[Saved entries]
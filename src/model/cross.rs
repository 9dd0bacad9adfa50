use serde::{Deserialize, Serialize};
use tracing::info;

use crate::config::AnalysisConfig;
use crate::error::PpaError;
use crate::model::quadrature::build_quadrature;
use crate::model::{
    Component, FittedModel, IntervalKind, ModelKind, PointProcessFitter, TableSnapshot,
    attach_intervals,
};
use crate::table::SampleCollection;

#[derive(Debug, Clone, PartialEq, Serialize, Deserialize)]
pub struct CrossPatternSpec {
    pub response_pattern: String,
    pub covariate_field: String,
    /// Factor columns broadcast to every quadrature point of a sample.
    pub factors: Vec<String>,
}

impl CrossPatternSpec {
    pub fn new(response_pattern: impl Into<String>, covariate_field: impl Into<String>) -> Self {
        Self {
            response_pattern: response_pattern.into(),
            covariate_field: covariate_field.into(),
            factors: Vec::new(),
        }
    }

    pub fn with_factors(mut self, factors: Vec<String>) -> Self {
        self.factors = factors;
        self
    }

    pub fn model_id(&self) -> String {
        let mut id = format!("cross__{}__{}", self.response_pattern, self.covariate_field);
        if !self.factors.is_empty() {
            id.push_str("__");
            id.push_str(&self.factors.join("+"));
        }
        id
    }
}

/// Pooled log-link point-process regression of the response pattern's
/// intensity on the covariate density field, across all samples.
pub fn fit_cross_pattern_model(
    collection: &SampleCollection,
    spec: &CrossPatternSpec,
    config: &AnalysisConfig,
    fitter: &dyn PointProcessFitter,
) -> Result<FittedModel, PpaError> {
    let scheme = build_quadrature(
        collection,
        &spec.response_pattern,
        &spec.covariate_field,
        &spec.factors,
        config.missing_policy,
    )?;
    if scheme.len() < scheme.terms.len() {
        return Err(PpaError::InsufficientData {
            observations: scheme.len(),
            parameters: scheme.terms.len(),
        });
    }
    info!(
        model = %spec.model_id(),
        samples = scheme.sample_ids.len(),
        data_points = scheme.n_data,
        dummy_points = scheme.n_dummy,
        "quadrature_ready"
    );

    let outcome = fitter.fit(&scheme, &config.fit_control())?;
    let terms: Vec<(String, Component)> = scheme
        .terms
        .iter()
        .map(|t| (t.clone(), Component::Mean))
        .collect();
    let coefficients = attach_intervals(&terms, &outcome, config.confidence_level)?;

    info!(
        model = %spec.model_id(),
        iterations = outcome.iterations,
        "cross_pattern_model_fitted"
    );

    let mut columns = vec![spec.response_pattern.clone(), spec.covariate_field.clone()];
    columns.extend(spec.factors.iter().cloned());
    Ok(FittedModel {
        id: spec.model_id(),
        kind: ModelKind::CrossPattern,
        response: spec.response_pattern.clone(),
        coefficients,
        interval: IntervalKind::Confidence,
        confidence_level: config.confidence_level,
        n_obs: scheme.len(),
        iterations: outcome.iterations,
        log_likelihood: outcome.log_likelihood,
        snapshot: TableSnapshot {
            sample_ids: scheme.sample_ids,
            columns,
        },
    })
}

## TO DO
Your response should be the lines of the entries above that include the string "samples".

## RESULT FOR THIS EXERCISE
/// intensity on the covariate density field, across all samples.
        samples = scheme.sample_ids.len(),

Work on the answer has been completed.